--- Goal of the exercise ---
Scan the entries below and extract each line with the word "export" in it.

--- Data to use ---
☆ ☆ ☆ ☆ ☆ ☆ ☆

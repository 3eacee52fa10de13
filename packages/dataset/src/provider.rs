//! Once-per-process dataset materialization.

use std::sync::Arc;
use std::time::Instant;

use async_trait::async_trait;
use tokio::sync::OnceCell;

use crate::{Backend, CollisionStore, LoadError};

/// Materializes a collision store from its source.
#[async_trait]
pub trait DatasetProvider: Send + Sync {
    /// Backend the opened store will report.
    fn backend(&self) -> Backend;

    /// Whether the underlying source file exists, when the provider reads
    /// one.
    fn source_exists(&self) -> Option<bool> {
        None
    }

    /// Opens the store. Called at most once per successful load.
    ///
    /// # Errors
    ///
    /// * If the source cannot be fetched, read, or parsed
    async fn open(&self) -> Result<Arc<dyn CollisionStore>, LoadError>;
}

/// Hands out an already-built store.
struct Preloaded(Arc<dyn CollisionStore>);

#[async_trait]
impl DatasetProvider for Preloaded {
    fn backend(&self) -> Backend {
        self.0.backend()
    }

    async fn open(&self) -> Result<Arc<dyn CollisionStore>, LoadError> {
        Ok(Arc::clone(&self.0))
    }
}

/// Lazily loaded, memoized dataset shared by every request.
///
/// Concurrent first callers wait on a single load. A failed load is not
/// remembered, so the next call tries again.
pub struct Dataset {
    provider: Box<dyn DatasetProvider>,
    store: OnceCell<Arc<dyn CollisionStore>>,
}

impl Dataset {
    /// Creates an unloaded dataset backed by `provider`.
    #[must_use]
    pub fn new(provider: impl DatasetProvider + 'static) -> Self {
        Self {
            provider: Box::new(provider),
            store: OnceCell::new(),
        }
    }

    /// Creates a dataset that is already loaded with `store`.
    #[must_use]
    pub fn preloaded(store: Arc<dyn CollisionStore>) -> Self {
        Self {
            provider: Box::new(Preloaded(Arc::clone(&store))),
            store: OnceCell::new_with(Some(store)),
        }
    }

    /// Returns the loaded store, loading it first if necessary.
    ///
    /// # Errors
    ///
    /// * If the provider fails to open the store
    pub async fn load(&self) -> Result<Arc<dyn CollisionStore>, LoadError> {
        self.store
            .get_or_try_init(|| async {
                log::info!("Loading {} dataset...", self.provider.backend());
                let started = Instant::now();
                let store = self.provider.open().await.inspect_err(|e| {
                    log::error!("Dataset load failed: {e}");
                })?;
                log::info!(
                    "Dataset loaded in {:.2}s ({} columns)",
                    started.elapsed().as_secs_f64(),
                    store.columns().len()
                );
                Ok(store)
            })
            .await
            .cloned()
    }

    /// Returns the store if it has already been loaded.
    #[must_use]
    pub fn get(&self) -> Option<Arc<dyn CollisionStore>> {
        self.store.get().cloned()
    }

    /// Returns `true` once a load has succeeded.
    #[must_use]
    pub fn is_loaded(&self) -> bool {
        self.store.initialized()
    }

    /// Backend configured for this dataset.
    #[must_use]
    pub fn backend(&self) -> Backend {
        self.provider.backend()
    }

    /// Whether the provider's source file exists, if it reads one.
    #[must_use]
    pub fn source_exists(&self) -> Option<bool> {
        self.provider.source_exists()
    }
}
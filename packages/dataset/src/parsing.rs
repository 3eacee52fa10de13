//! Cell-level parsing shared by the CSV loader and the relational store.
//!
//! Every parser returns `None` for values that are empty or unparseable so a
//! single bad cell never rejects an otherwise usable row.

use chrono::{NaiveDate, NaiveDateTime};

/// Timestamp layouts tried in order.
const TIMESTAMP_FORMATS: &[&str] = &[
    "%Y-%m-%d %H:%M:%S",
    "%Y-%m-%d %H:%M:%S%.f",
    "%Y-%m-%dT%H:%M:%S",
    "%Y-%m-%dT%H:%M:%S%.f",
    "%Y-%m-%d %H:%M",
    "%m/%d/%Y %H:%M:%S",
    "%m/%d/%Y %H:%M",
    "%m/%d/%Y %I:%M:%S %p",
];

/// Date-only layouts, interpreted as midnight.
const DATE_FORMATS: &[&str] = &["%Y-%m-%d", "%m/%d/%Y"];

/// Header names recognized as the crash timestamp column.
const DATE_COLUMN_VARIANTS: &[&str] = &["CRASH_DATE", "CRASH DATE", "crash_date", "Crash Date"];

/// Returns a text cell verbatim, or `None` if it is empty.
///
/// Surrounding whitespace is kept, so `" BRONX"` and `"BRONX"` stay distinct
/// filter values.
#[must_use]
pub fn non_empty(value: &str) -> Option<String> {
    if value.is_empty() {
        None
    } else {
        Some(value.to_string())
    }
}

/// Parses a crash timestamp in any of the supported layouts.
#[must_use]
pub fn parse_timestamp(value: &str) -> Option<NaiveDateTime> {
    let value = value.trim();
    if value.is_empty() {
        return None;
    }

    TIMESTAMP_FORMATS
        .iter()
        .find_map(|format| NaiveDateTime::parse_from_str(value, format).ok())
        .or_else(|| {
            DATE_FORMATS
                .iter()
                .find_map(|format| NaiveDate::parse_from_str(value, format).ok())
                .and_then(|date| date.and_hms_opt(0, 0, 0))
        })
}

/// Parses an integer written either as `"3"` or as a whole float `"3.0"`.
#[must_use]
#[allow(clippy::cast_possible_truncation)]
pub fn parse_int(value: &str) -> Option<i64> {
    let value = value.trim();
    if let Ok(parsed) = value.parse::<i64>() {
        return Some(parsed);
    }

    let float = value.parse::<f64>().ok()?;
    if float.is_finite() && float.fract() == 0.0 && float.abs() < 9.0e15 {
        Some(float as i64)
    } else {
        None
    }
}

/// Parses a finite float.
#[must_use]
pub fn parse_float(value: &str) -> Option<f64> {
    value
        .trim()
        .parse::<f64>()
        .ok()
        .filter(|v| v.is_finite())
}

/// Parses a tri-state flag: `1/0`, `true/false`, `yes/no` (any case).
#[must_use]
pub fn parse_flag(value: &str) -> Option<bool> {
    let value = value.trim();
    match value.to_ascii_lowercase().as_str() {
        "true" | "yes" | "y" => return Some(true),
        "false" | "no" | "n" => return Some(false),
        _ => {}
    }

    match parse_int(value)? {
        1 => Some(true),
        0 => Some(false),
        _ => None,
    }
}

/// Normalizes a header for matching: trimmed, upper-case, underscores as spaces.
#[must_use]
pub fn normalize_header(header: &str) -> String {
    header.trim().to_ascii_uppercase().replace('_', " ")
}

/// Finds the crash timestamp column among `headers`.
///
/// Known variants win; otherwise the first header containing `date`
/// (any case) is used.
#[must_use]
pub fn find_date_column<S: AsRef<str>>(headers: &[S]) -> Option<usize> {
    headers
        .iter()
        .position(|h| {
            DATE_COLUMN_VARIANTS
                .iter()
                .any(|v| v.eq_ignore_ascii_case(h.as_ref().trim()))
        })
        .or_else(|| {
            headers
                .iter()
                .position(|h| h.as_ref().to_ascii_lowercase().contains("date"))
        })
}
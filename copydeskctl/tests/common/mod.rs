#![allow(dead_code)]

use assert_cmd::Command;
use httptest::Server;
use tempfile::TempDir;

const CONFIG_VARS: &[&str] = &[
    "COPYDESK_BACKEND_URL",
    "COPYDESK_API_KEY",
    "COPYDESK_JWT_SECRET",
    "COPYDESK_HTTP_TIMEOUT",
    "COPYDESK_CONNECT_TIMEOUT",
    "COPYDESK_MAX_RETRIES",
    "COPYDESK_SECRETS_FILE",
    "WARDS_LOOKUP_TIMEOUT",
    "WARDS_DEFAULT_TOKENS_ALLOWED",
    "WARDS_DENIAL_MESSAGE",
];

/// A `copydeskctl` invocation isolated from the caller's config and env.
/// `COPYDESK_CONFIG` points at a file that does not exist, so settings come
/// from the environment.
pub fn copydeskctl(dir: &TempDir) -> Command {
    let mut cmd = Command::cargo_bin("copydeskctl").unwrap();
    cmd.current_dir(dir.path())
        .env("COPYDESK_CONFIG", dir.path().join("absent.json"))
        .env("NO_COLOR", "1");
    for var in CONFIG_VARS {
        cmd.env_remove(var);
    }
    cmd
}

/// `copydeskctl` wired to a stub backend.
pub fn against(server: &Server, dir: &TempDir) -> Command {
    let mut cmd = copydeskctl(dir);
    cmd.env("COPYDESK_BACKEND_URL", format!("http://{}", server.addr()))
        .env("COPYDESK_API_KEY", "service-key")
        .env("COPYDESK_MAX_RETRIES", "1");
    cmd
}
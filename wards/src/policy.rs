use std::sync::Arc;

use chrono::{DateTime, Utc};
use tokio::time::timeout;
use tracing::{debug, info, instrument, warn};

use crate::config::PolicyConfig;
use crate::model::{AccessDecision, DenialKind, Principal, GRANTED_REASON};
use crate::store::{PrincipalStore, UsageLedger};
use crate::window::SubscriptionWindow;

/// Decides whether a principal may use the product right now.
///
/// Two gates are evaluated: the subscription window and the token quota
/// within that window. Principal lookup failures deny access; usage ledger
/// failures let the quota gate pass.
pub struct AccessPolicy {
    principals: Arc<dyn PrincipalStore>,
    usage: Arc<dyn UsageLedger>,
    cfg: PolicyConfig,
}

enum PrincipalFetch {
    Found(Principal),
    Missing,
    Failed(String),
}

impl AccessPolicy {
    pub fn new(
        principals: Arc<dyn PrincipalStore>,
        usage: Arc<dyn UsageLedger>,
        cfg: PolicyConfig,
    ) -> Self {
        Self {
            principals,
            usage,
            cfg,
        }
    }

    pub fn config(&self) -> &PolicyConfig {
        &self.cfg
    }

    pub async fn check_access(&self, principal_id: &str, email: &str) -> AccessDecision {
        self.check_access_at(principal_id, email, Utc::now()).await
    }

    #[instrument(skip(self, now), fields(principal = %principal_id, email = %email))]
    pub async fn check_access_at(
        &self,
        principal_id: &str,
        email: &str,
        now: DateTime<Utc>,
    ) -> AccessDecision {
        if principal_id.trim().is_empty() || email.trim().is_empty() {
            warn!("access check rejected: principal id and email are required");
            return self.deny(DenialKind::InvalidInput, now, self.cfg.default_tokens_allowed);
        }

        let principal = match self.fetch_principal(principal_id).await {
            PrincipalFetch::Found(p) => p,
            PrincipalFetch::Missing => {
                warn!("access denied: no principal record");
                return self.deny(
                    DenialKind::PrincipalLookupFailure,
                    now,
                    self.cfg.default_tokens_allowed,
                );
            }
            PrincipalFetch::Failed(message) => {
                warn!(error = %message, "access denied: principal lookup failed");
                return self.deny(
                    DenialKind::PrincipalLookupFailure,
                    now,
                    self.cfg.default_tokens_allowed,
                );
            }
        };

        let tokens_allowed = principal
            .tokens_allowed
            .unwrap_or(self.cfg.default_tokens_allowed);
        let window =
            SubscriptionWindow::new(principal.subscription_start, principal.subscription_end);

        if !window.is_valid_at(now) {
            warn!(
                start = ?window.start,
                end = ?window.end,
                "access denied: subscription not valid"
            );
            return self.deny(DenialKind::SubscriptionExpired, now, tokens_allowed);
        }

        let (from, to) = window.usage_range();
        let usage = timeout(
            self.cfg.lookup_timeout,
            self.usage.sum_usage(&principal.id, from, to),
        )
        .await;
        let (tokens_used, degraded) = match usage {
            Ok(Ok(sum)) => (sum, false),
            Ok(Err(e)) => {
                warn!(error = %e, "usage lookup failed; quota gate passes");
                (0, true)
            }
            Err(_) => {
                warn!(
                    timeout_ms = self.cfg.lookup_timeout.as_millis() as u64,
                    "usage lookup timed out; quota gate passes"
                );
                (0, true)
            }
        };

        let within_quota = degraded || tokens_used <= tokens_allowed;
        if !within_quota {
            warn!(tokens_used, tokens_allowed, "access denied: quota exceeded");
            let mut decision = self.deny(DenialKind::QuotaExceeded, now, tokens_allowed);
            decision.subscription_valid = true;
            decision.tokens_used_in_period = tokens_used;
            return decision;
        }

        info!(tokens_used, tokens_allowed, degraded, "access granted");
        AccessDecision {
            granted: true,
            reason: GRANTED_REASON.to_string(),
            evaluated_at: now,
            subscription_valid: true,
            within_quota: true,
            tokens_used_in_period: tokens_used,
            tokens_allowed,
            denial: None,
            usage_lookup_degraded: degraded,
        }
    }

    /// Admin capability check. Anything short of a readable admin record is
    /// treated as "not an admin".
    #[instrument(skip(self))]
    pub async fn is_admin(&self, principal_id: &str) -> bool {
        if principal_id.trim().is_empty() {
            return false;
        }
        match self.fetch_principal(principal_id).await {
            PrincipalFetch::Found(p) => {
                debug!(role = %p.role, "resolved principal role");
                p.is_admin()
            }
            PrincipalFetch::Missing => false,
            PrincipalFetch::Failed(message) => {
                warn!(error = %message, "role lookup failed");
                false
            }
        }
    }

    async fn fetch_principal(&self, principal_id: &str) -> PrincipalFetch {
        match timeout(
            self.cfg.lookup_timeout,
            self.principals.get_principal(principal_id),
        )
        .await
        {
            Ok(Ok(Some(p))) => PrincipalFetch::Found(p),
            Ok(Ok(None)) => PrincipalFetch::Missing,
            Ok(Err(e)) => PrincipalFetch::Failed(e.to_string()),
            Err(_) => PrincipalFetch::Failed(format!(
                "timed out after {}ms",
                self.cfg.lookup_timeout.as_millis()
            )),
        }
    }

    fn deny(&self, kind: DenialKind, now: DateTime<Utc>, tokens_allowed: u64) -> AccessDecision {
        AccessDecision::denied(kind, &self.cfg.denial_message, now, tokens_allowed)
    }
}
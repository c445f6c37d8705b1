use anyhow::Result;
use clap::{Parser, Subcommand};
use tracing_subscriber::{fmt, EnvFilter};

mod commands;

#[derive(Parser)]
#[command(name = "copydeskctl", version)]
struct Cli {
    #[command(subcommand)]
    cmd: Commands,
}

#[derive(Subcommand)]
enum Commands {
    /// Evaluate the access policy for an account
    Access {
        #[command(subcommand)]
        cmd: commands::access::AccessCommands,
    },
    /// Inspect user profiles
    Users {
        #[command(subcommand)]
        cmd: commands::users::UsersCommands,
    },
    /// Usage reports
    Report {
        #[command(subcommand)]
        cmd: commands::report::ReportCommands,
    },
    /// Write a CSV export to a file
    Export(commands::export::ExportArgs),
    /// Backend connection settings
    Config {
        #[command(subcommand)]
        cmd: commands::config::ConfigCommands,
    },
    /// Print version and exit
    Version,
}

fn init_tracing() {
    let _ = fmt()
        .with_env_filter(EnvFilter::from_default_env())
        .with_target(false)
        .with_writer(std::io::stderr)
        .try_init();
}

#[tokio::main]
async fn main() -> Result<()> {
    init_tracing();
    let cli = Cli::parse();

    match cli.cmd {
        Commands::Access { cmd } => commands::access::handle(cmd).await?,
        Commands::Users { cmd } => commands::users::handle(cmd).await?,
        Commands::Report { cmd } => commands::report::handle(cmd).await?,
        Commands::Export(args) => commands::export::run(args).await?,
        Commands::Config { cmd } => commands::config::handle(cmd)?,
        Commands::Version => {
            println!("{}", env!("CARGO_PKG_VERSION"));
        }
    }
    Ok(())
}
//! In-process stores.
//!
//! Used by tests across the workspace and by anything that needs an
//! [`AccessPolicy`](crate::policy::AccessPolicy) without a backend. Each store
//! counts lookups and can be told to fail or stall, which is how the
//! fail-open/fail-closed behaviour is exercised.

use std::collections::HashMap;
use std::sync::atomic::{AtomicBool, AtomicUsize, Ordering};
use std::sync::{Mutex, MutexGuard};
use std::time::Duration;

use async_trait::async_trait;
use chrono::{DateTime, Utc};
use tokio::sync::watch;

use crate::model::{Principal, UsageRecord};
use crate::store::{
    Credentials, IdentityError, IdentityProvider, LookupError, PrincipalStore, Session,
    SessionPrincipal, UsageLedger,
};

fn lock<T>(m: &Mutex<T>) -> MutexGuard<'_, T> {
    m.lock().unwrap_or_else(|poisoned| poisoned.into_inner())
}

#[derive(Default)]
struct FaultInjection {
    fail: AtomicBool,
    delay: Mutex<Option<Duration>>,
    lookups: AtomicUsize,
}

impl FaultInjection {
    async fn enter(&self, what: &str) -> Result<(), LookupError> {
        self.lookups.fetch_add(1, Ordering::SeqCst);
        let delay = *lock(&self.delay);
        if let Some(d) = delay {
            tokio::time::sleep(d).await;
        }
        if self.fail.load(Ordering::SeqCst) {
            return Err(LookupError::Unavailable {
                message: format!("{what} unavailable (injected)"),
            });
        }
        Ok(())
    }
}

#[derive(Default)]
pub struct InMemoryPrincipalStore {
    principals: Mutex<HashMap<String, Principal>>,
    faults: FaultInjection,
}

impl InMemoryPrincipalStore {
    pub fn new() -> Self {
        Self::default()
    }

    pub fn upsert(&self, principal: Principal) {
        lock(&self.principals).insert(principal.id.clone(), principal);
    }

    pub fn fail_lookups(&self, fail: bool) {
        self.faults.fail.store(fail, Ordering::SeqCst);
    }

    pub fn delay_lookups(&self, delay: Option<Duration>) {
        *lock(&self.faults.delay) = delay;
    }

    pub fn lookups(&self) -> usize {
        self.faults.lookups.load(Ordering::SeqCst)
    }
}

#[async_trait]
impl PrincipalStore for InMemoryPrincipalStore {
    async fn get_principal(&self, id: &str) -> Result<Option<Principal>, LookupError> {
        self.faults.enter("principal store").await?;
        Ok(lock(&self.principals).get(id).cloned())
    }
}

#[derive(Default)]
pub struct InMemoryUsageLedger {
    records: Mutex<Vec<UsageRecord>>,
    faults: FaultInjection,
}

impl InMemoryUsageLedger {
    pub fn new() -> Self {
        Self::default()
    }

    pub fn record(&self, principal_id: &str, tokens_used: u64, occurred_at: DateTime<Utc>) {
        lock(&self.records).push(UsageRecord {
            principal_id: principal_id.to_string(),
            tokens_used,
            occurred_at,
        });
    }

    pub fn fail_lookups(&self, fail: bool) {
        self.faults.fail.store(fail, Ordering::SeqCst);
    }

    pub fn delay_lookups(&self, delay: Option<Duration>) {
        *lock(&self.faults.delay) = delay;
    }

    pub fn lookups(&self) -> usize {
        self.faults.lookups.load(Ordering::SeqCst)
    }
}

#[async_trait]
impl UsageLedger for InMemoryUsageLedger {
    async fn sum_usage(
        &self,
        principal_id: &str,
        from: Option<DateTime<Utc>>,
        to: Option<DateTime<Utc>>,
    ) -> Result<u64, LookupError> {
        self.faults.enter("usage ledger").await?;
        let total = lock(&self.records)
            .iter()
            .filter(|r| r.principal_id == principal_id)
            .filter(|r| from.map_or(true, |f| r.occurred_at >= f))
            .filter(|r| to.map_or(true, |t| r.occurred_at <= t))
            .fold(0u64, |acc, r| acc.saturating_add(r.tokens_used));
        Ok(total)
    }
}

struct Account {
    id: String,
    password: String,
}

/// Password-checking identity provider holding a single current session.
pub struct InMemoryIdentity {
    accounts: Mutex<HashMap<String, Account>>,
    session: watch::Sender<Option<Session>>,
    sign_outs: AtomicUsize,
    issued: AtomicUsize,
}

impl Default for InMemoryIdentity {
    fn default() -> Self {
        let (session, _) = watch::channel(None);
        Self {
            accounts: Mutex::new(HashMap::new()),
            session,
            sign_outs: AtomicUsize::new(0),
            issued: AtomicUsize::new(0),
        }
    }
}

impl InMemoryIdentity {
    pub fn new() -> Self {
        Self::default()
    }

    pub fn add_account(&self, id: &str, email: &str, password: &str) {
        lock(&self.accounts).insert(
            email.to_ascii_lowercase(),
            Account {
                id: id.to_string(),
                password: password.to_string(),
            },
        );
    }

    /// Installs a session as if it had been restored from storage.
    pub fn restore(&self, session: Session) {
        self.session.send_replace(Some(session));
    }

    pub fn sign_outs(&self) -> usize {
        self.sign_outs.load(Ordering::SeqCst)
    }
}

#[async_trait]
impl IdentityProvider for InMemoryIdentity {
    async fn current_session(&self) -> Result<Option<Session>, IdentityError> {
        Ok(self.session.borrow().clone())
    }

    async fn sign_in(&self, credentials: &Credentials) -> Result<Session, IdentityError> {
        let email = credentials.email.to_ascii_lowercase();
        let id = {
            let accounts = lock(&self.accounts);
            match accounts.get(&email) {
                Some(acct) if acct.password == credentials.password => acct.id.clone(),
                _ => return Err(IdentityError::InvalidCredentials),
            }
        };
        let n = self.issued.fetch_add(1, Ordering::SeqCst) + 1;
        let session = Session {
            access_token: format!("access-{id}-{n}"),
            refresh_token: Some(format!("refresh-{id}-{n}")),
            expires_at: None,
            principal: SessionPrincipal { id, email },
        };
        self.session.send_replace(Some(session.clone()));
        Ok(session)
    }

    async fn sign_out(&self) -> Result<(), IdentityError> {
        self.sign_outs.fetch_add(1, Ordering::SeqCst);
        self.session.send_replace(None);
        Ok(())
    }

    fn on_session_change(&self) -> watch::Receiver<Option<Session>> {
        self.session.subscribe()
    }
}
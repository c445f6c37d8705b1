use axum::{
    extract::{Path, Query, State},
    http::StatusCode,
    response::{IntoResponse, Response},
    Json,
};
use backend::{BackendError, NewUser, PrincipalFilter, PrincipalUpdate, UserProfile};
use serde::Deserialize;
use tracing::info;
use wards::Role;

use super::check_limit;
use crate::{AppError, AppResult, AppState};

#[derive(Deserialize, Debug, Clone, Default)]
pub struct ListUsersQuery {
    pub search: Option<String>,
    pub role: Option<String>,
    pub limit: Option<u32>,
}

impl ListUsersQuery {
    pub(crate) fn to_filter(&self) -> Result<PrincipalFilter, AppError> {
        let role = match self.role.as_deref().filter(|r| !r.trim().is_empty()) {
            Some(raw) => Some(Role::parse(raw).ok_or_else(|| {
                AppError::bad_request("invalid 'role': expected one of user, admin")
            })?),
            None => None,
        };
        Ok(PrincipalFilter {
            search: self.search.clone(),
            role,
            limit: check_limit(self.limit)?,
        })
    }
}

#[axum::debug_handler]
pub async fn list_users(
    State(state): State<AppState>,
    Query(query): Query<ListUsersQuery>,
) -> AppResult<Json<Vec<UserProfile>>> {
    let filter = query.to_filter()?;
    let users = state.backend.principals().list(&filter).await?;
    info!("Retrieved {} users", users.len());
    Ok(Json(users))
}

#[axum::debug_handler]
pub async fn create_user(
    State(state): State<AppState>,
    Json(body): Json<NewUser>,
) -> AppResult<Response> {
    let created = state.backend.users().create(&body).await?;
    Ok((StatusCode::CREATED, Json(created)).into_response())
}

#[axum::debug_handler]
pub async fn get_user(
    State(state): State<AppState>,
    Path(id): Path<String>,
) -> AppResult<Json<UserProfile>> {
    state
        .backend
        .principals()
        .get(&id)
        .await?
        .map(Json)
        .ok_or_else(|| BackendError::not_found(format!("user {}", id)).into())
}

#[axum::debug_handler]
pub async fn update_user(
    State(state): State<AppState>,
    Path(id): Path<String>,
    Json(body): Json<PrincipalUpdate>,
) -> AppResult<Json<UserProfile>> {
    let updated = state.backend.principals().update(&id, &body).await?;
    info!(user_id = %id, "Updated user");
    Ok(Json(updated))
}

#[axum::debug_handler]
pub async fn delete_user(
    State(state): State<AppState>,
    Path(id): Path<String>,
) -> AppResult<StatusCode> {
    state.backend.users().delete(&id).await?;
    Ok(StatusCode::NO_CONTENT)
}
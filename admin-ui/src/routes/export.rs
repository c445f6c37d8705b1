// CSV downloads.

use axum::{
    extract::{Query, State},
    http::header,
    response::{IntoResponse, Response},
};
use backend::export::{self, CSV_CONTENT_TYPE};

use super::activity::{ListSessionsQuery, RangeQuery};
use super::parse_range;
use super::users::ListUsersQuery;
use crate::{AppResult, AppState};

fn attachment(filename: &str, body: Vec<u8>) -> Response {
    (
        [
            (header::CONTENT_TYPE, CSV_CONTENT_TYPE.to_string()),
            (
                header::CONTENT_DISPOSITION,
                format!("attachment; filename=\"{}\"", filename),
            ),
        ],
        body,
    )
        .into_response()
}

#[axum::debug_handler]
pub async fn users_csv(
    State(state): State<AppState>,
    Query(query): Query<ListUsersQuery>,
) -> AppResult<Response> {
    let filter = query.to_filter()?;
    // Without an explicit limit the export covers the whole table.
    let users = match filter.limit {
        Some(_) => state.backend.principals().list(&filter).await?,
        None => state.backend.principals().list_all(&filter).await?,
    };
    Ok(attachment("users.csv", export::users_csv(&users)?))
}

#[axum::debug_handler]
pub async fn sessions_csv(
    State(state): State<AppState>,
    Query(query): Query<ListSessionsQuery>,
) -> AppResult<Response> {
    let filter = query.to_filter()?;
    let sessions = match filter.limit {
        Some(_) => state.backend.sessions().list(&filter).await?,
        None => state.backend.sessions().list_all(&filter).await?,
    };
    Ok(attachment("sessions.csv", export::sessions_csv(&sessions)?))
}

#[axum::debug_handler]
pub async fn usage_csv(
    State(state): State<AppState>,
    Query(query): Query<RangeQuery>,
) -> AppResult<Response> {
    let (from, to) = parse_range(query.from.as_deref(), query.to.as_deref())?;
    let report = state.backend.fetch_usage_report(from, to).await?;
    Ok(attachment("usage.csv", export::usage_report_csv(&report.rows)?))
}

☆ ☆ ☆ ☆ ☆ ☆ ☆

--- Answer to this task ---
    /// Write a CSV export to a file
    Export(commands::export::ExportArgs),
        Commands::Export(args) => commands::export::run(args).await?,
filename admin-ui/src/routes/export.rs
use backend::export::{self, CSV_CONTENT_TYPE};
    // Without an explicit limit the export covers the whole table.
    Ok(attachment("users.csv", export::users_csv(&users)?))
    Ok(attachment("sessions.csv", export::sessions_csv(&sessions)?))
    Ok(attachment("usage.csv", export::usage_report_csv(&report.rows)?))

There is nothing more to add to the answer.